++++ Extracted entries ++++
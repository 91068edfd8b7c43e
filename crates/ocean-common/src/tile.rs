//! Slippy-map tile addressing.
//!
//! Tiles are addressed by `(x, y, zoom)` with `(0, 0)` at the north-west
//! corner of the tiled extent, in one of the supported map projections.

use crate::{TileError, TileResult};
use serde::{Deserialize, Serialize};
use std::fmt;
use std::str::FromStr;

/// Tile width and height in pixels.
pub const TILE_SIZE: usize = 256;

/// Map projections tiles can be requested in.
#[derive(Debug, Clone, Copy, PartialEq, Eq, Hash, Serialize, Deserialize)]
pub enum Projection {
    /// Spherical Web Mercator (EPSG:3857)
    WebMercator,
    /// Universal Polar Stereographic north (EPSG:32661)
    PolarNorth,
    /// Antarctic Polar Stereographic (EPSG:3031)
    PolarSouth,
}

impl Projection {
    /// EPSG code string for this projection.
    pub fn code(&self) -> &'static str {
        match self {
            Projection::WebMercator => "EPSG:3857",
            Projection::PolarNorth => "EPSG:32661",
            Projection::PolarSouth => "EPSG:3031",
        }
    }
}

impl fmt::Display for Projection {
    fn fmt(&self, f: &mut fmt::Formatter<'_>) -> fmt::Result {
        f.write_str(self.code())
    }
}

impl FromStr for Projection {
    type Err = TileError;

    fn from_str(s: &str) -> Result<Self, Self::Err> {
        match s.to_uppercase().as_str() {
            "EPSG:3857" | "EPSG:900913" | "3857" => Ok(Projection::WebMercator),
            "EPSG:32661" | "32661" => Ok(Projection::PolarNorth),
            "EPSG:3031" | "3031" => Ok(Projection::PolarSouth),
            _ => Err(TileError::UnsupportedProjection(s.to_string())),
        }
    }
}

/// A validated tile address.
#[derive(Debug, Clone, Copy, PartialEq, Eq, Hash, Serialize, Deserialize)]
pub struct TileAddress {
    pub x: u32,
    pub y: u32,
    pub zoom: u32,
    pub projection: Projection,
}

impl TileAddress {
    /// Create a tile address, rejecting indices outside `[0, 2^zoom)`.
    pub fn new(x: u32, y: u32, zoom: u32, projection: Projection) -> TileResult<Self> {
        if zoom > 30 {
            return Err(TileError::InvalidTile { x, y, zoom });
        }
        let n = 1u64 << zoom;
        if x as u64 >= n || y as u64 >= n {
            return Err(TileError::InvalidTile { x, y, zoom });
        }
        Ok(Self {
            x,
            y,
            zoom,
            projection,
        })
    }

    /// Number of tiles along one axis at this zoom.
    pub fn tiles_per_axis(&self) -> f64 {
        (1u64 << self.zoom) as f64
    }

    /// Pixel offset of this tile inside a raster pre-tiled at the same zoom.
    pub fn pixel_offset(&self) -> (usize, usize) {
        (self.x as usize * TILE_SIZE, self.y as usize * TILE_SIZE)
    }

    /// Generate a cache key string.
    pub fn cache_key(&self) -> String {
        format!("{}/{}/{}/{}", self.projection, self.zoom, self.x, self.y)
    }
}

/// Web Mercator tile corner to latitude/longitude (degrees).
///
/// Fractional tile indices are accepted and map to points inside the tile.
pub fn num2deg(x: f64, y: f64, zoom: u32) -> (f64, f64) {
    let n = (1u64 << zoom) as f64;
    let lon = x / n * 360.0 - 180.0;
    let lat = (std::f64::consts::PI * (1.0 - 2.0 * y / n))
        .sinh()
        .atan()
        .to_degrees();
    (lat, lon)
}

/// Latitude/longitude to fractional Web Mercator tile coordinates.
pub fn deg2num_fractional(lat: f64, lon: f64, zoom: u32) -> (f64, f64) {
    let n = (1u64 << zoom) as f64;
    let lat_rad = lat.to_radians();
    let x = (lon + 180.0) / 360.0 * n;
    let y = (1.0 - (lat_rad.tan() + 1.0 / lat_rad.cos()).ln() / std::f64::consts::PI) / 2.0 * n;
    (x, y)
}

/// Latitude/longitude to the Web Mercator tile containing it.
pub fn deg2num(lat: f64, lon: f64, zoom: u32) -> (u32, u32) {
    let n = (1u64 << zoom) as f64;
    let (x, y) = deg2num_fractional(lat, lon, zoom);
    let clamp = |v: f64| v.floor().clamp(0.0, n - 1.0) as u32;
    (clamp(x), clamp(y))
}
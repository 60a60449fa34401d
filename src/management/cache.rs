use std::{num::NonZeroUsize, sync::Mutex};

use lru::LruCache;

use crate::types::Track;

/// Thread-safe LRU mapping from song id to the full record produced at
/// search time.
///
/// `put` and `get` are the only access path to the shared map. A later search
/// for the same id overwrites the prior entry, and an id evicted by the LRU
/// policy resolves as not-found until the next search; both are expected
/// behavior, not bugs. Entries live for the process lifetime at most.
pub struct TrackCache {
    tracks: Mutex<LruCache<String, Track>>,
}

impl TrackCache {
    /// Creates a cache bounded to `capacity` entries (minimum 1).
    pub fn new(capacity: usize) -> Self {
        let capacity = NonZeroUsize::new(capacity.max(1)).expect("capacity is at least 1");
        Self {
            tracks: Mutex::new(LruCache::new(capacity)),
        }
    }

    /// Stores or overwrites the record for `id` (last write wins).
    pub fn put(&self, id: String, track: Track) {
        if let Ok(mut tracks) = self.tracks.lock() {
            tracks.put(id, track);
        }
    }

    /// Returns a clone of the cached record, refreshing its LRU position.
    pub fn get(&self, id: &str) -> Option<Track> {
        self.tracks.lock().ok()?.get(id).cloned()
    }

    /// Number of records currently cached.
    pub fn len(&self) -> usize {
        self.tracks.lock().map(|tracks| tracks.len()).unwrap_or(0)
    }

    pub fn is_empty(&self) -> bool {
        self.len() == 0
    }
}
++++
> [Task description] Take the listing above and repeat exactly the lines from the one containing "Stereographic north (EPSG:32661)" through the one containing "impl fmt::Display for", both included.

> [Your solution]
    /// Universal Polar Stereographic north (EPSG:32661)
    PolarNorth,
    /// Antarctic Polar Stereographic (EPSG:3031)
    PolarSouth,
}

impl Projection {
    /// EPSG code string for this projection.
    pub fn code(&self) -> &'static str {
        match self {
            Projection::WebMercator => "EPSG:3857",
            Projection::PolarNorth => "EPSG:32661",
            Projection::PolarSouth => "EPSG:3031",
        }
    }
}

impl fmt::Display for Projection {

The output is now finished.